Como narrar o inenarrável ou testemunhar sobre algo que está além da compreensão humana? O que resta de Auschwitz, de Giorgio Agamben, procura, a partir de uma análise profunda do papel do testemunho como documento histórico e de seus limites enquanto relato pessoal, entender as dimensões da produção escrita dos sobreviventes do Holocausto nazista. Não se trata, portanto, de um livro sobre as circunstâncias materiais relacionadas ao maior campo de concentração de Hitler.
O que resta de Auschwitz investiga as dificuldades do testemunho quando este envolve a perda de referenciais básicos num espaço marcado pela total ausência de normas, onde o esforço pela identificação de algo parecido com uma lógica de funcionamento não só se mostrava vão, como também poderia significar a não sobrevivência.
O relato do escritor Primo Levi, sobrevivente de Auschwitz, é matéria-prima para a análise de Agamben. Levi se coloca como testemunha e condiciona sua sobrevivência à necessidade de contar essa história.

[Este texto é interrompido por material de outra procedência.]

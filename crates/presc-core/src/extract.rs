//! CSV extract readers.
//!
//! Each reader validates rows into named record types at the boundary, so the
//! store only ever sees well-formed data. Fields are whitespace-trimmed and an
//! empty field is treated as absent.
//!
//! | extract      | header        | columns                                              |
//! |--------------|---------------|------------------------------------------------------|
//! | postcodes    | optional      | `postcode,latitude,longitude`                        |
//! | addresses    | optional      | `period,practice_ref,title,line1,line2,city,county,postcode[,area]` |
//! | prescriptions| required      | `sha,pct,practice,bnf_code,bnf_name,items,nic,act_cost,quantity,period,extra` |

use std::{fs::File, io::Read, path::Path, str::FromStr};

use csv::{ReaderBuilder, StringRecord, Trim};

use crate::{
  Error, Result,
  address::NewAddress,
  period::Period,
  postcode::PostcodeCoordinate,
  prescription::NewPrescription,
};

// ─── Extract types ───────────────────────────────────────────────────────────

/// All rows of one period's address extract.
#[derive(Debug, Clone)]
pub struct AddressExtract {
  /// Period taken from the first data row; every row shares it.
  pub period: Period,
  pub rows:   Vec<NewAddress>,
}

/// All rows of one practice's prescription extract for one period.
#[derive(Debug, Clone)]
pub struct PrescriptionExtract {
  /// Practice and period taken from the first data row.
  pub practice_ref: String,
  pub period:       Option<String>,
  pub rows:         Vec<NewPrescription>,
}

// ─── Path validation ─────────────────────────────────────────────────────────

/// Check that `path` names an existing `.csv` file.
pub fn check_extract_path(path: &Path) -> Result<()> {
  let is_csv = path
    .extension()
    .and_then(|e| e.to_str())
    .is_some_and(|e| e.eq_ignore_ascii_case("csv"));
  if !is_csv {
    return Err(Error::BadFileType(path.to_path_buf()));
  }
  if !path.is_file() {
    return Err(Error::FileNotFound(path.to_path_buf()));
  }
  Ok(())
}

fn open(path: &Path) -> Result<File> {
  File::open(path).map_err(|e| match e.kind() {
    std::io::ErrorKind::NotFound => Error::FileNotFound(path.to_path_buf()),
    _ => Error::Io(e),
  })
}

// ─── Field helpers ───────────────────────────────────────────────────────────

fn line_of(rec: &StringRecord) -> u64 {
  rec.position().map(|p| p.line()).unwrap_or_default()
}

fn optional(rec: &StringRecord, idx: usize) -> Option<String> {
  rec
    .get(idx)
    .map(str::trim)
    .filter(|s| !s.is_empty())
    .map(str::to_owned)
}

fn required(rec: &StringRecord, idx: usize, name: &str) -> Result<String> {
  optional(rec, idx).ok_or_else(|| Error::MalformedRow {
    line:   line_of(rec),
    reason: format!("missing {name} (column {idx})"),
  })
}

fn number<T: FromStr>(rec: &StringRecord, idx: usize, name: &str) -> Result<Option<T>> {
  optional(rec, idx)
    .map(|s| {
      s.parse::<T>().map_err(|_| Error::MalformedRow {
        line:   line_of(rec),
        reason: format!("{name} is not a number: {s:?}"),
      })
    })
    .transpose()
}

fn reader<R: Read>(input: R, has_headers: bool) -> csv::Reader<R> {
  ReaderBuilder::new()
    .has_headers(has_headers)
    .flexible(true)
    .trim(Trim::All)
    .from_reader(input)
}

// ─── Postcodes ───────────────────────────────────────────────────────────────

pub fn read_postcodes(path: &Path) -> Result<Vec<PostcodeCoordinate>> {
  postcodes_from_reader(open(path)?)
}

/// Parse a postcode reference file. A first row whose latitude is not numeric
/// is taken to be a header and skipped.
pub fn postcodes_from_reader<R: Read>(input: R) -> Result<Vec<PostcodeCoordinate>> {
  let mut out = Vec::new();
  for (i, rec) in reader(input, false).records().enumerate() {
    let rec = rec?;
    if i == 0 && number::<f64>(&rec, 1, "latitude").is_err() {
      tracing::debug!("skipping postcode header row");
      continue;
    }
    let postcode = required(&rec, 0, "postcode")?;
    let latitude = number(&rec, 1, "latitude")?;
    let longitude = number(&rec, 2, "longitude")?;
    match (latitude, longitude) {
      (Some(lat), Some(lon)) => out.push(PostcodeCoordinate::new(&postcode, lat, lon)),
      _ => {
        return Err(Error::MalformedRow {
          line:   line_of(&rec),
          reason: format!("postcode {postcode:?} has no coordinates"),
        });
      }
    }
  }
  Ok(out)
}

// ─── Addresses ───────────────────────────────────────────────────────────────

pub fn read_addresses(path: &Path) -> Result<AddressExtract> {
  addresses_from_reader(open(path)?)
}

/// Parse an address extract. Real extracts have no header; a first row whose
/// period field is not a valid `YYYYMM` is taken to be a header and skipped.
pub fn addresses_from_reader<R: Read>(input: R) -> Result<AddressExtract> {
  let mut rows: Vec<NewAddress> = Vec::new();
  for (i, rec) in reader(input, false).records().enumerate() {
    let rec = rec?;
    let parsed = match optional(&rec, 0) {
      Some(raw) => Period::parse(&raw).map(Some),
      None => Ok(None),
    };
    let period = match parsed {
      Ok(Some(p)) => p,
      _ if i == 0 => {
        tracing::debug!("skipping address header row");
        continue;
      }
      Ok(None) => {
        return Err(Error::MalformedRow {
          line:   line_of(&rec),
          reason: "missing period (column 0)".to_owned(),
        });
      }
      Err(e) => return Err(e),
    };
    if let Some(first) = rows.first()
      && first.period != period
    {
      return Err(Error::MalformedRow {
        line:   line_of(&rec),
        reason: format!("period {period} differs from extract period {}", first.period),
      });
    }
    rows.push(NewAddress {
      period,
      practice_ref: required(&rec, 1, "practice_ref")?,
      title: required(&rec, 2, "title")?,
      address_line1: required(&rec, 3, "address_line1")?,
      address_line2: optional(&rec, 4),
      city: optional(&rec, 5),
      county: optional(&rec, 6),
      postcode: required(&rec, 7, "postcode")?,
      area: optional(&rec, 8),
    });
  }
  let period = rows.first().ok_or(Error::EmptyExtract)?.period.clone();
  Ok(AddressExtract { period, rows })
}

// ─── Prescriptions ───────────────────────────────────────────────────────────

pub fn read_prescriptions(path: &Path) -> Result<PrescriptionExtract> {
  prescriptions_from_reader(open(path)?)
}

/// Parse a prescription extract. The first row is always a header.
pub fn prescriptions_from_reader<R: Read>(input: R) -> Result<PrescriptionExtract> {
  let mut rows = Vec::new();
  for rec in reader(input, true).records() {
    let rec = rec?;
    rows.push(NewPrescription {
      sha:          optional(&rec, 0),
      pct:          optional(&rec, 1),
      practice_ref: required(&rec, 2, "practice")?,
      bnf_code:     optional(&rec, 3),
      bnf_name:     optional(&rec, 4),
      items:        number(&rec, 5, "items")?,
      nic:          number(&rec, 6, "nic")?,
      act_cost:     number(&rec, 7, "act_cost")?,
      quantity:     number(&rec, 8, "quantity")?,
      period:       optional(&rec, 9),
      extra:        optional(&rec, 10),
    });
  }
  let first = rows.first().ok_or(Error::EmptyExtract)?;
  Ok(PrescriptionExtract {
    practice_ref: first.practice_ref.clone(),
    period: first.period.clone(),
    rows,
  })
}

#[cfg(test)]
mod tests {
  use std::path::PathBuf;

  use super::*;

  #[test]
  fn postcodes_with_and_without_header() {
    let with = "postcode,latitude,longitude\nab1 0aa,57.10,-2.24\nAB10AB,57.12,-2.25\n";
    let without = "AB1 0AA,57.10,-2.24\nAB10AB,57.12,-2.25\n";
    let a = postcodes_from_reader(with.as_bytes()).unwrap();
    let b = postcodes_from_reader(without.as_bytes()).unwrap();
    assert_eq!(a, b);
    assert_eq!(a.len(), 2);
    assert_eq!(a[0].postcode, "AB10AA");
  }

  #[test]
  fn postcode_without_coordinates_is_malformed() {
    let err = postcodes_from_reader("AB10AA,57.1,\n".as_bytes()).unwrap_err();
    assert!(matches!(err, Error::MalformedRow { line: 1, .. }), "{err}");
  }

  const ADDR: &str = "\
201012,A81001,THE DENSHAM SURGERY,THE HEALTH CENTRE,LAWSON STREET,STOCKTON,CLEVELAND,TS18 1HU
201012,A81002,QUEENS PARK MEDICAL CENTRE,QUEENS PARK MEDICAL CTR,FARRER STREET,STOCKTON ON TEES,,TS18 2AW
";

  #[test]
  fn address_columns_map_to_fields() {
    let ex = addresses_from_reader(ADDR.as_bytes()).unwrap();
    assert_eq!(ex.period.as_str(), "201012");
    assert_eq!(ex.rows.len(), 2);

    let r = &ex.rows[0];
    assert_eq!(r.practice_ref, "A81001");
    assert_eq!(r.title, "THE DENSHAM SURGERY");
    assert_eq!(r.address_line2.as_deref(), Some("LAWSON STREET"));
    assert_eq!(r.county.as_deref(), Some("CLEVELAND"));
    assert_eq!(r.postcode, "TS18 1HU");
    assert_eq!(r.area, None);
    assert_eq!(ex.rows[1].county, None);
  }

  #[test]
  fn address_header_is_skipped() {
    let input = format!("period,ref,title,l1,l2,city,county,postcode\n{ADDR}");
    let ex = addresses_from_reader(input.as_bytes()).unwrap();
    assert_eq!(ex.rows.len(), 2);
  }

  #[test]
  fn address_header_with_blank_first_field_is_skipped() {
    let input = format!(",ref,title,l1,l2,city,county,postcode\n{ADDR}");
    let ex = addresses_from_reader(input.as_bytes()).unwrap();
    assert_eq!(ex.period.as_str(), "201012");
    assert_eq!(ex.rows.len(), 2);
  }

  #[test]
  fn address_missing_period_after_first_row_is_malformed() {
    let input = format!("{ADDR},A81004,X,Y,,,,TS1 1AA\n");
    let err = addresses_from_reader(input.as_bytes()).unwrap_err();
    assert!(matches!(err, Error::MalformedRow { line: 3, .. }), "{err}");
  }

  #[test]
  fn address_quotes_survive() {
    let input = "201012,A81003,\"ST MARY'S SURGERY, \"\"NORTH\"\"\",1 HIGH ST,,,,TS1 1AA\n";
    let ex = addresses_from_reader(input.as_bytes()).unwrap();
    assert_eq!(ex.rows[0].title, "ST MARY'S SURGERY, \"NORTH\"");
  }

  #[test]
  fn address_mixed_periods_rejected() {
    let input = format!("{ADDR}201101,A81004,X,Y,,,,TS1 1AA\n");
    let err = addresses_from_reader(input.as_bytes()).unwrap_err();
    assert!(matches!(err, Error::MalformedRow { line: 3, .. }), "{err}");
  }

  #[test]
  fn empty_extracts_are_rejected() {
    assert!(matches!(addresses_from_reader("".as_bytes()), Err(Error::EmptyExtract)));
    let header_only = "SHA,PCT,PRACTICE,BNF CODE,BNF NAME,ITEMS,NIC,ACT COST,QUANTITY,PERIOD,\n";
    assert!(matches!(
      prescriptions_from_reader(header_only.as_bytes()),
      Err(Error::EmptyExtract)
    ));
  }

  #[test]
  fn prescription_identity_from_first_data_row() {
    let input = "\
SHA,PCT,PRACTICE,BNF CODE,BNF NAME,ITEMS,NIC,ACT COST,QUANTITY,PERIOD,
Q30,5D7,A86003,0101010G0AAABAB,Co-Magaldrox_Susp 195mg/220mg/5ml S/F,2,5.98,5.56,1000,201012,
Q30,5D7,A86003,0101021B0AAAHAH,Alginate_Raft-Forming Oral Susp S/F,, ,,,201012,
";
    let ex = prescriptions_from_reader(input.as_bytes()).unwrap();
    assert_eq!(ex.practice_ref, "A86003");
    assert_eq!(ex.period.as_deref(), Some("201012"));
    assert_eq!(ex.rows.len(), 2);

    let r = &ex.rows[0];
    assert_eq!(r.items, Some(2));
    assert_eq!(r.nic, Some(5.98));
    assert_eq!(r.quantity, Some(1000));
    assert_eq!(r.extra, None);

    let blank = &ex.rows[1];
    assert_eq!(blank.items, None);
    assert_eq!(blank.nic, None);
    assert_eq!(blank.act_cost, None);
  }

  #[test]
  fn prescription_bad_number_is_malformed() {
    let input = "h\nQ30,5D7,A86003,X,Y,two,1,1,1,201012,\n";
    let err = prescriptions_from_reader(input.as_bytes()).unwrap_err();
    assert!(matches!(err, Error::MalformedRow { line: 2, .. }), "{err}");
  }

  #[test]
  fn extract_path_checks() {
    let err = check_extract_path(Path::new("practices.txt")).unwrap_err();
    assert!(matches!(err, Error::BadFileType(_)));

    let missing = PathBuf::from("definitely/not/here.csv");
    let err = check_extract_path(&missing).unwrap_err();
    assert!(matches!(err, Error::FileNotFound(_)));
  }
}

Já os chamados "muçulmanos" - prisioneiros que perderam sua condição de homens e foram reduzidos a cadáveres ambulantes - são os únicos que poderiam dar testemunho verdadeiro do terror, se já não estivessem privados da linguagem. Agamben coloca que o valor do testemunho está essencialmente no que lhe falta, no que não pode ser dito por homens que já não o são. Em suas palavras,
Auschwitz marca o fim e a ruína de qualquer ética da dignidade e da adequação a uma norma. A vida nua, a que o homem foi reduzido".
A obra, que faz parte da coleção Estado de Sítio e traz apresentação de Jeanne Marie Gagnebin, recupera conceitos presentes nos anteriores Estado de exceção e Homo Sacer. Trata-se de leitura fundamental, onde Auschwitz é apresentado como o espaço de uma experiência em que se fundem as fronteiras entre o humano e o inumano, a vida e a morte, colocando à prova a reflexão de nosso tempo, que mostra sua insuficiência por deixar aparecer, entre suas ruínas, o perfil incerto de uma nova ética.